→ **Given records**:
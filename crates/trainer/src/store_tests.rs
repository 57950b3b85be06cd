use super::*;

#[test]
fn default_state_uses_initial_weights() {
    let state = TrainingState::default();
    assert_eq!(state.red, INITIAL_RED_WEIGHTS);
    assert_eq!(state.black, INITIAL_BLACK_WEIGHTS);
    assert_eq!(state.simulations, 0);
    assert_eq!(state.trace_errors, 0);
}

#[test]
fn state_round_trips_through_json() {
    let mut state = TrainingState::default();
    state.red[0] = -1.25;
    state.simulations = 300;

    let dir = std::env::temp_dir().join("trainer_store_test");
    std::fs::create_dir_all(&dir).unwrap();
    let path = dir.join("state.json");
    let path = path.to_str().unwrap();

    state.save(path).unwrap();
    let loaded = TrainingState::load(path).unwrap();
    assert_eq!(loaded, state);

    std::fs::remove_file(path).ok();
}

#[test]
fn missing_file_falls_back_to_default() {
    let loaded = TrainingState::load_or_default("/nonexistent/trainer_state.json").unwrap();
    assert_eq!(loaded, TrainingState::default());
}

→ **What to produce**:
Lines from the one containing "repository 57950b3b85be06cd" through the last line of the records, restated word for word: that is the whole response.

→ **Exercise answer**:
repository 57950b3b85be06cd
use super::*;

#[test]
fn default_state_uses_initial_weights() {
    let state = TrainingState::default();
    assert_eq!(state.red, INITIAL_RED_WEIGHTS);
    assert_eq!(state.black, INITIAL_BLACK_WEIGHTS);
    assert_eq!(state.simulations, 0);
    assert_eq!(state.trace_errors, 0);
}

#[test]
fn state_round_trips_through_json() {
    let mut state = TrainingState::default();
    state.red[0] = -1.25;
    state.simulations = 300;

    let dir = std::env::temp_dir().join("trainer_store_test");
    std::fs::create_dir_all(&dir).unwrap();
    let path = dir.join("state.json");
    let path = path.to_str().unwrap();

    state.save(path).unwrap();
    let loaded = TrainingState::load(path).unwrap();
    assert_eq!(loaded, state);

    std::fs::remove_file(path).ok();
}

#[test]
fn missing_file_falls_back_to_default() {
    let loaded = TrainingState::load_or_default("/nonexistent/trainer_state.json").unwrap();
    assert_eq!(loaded, TrainingState::default());
}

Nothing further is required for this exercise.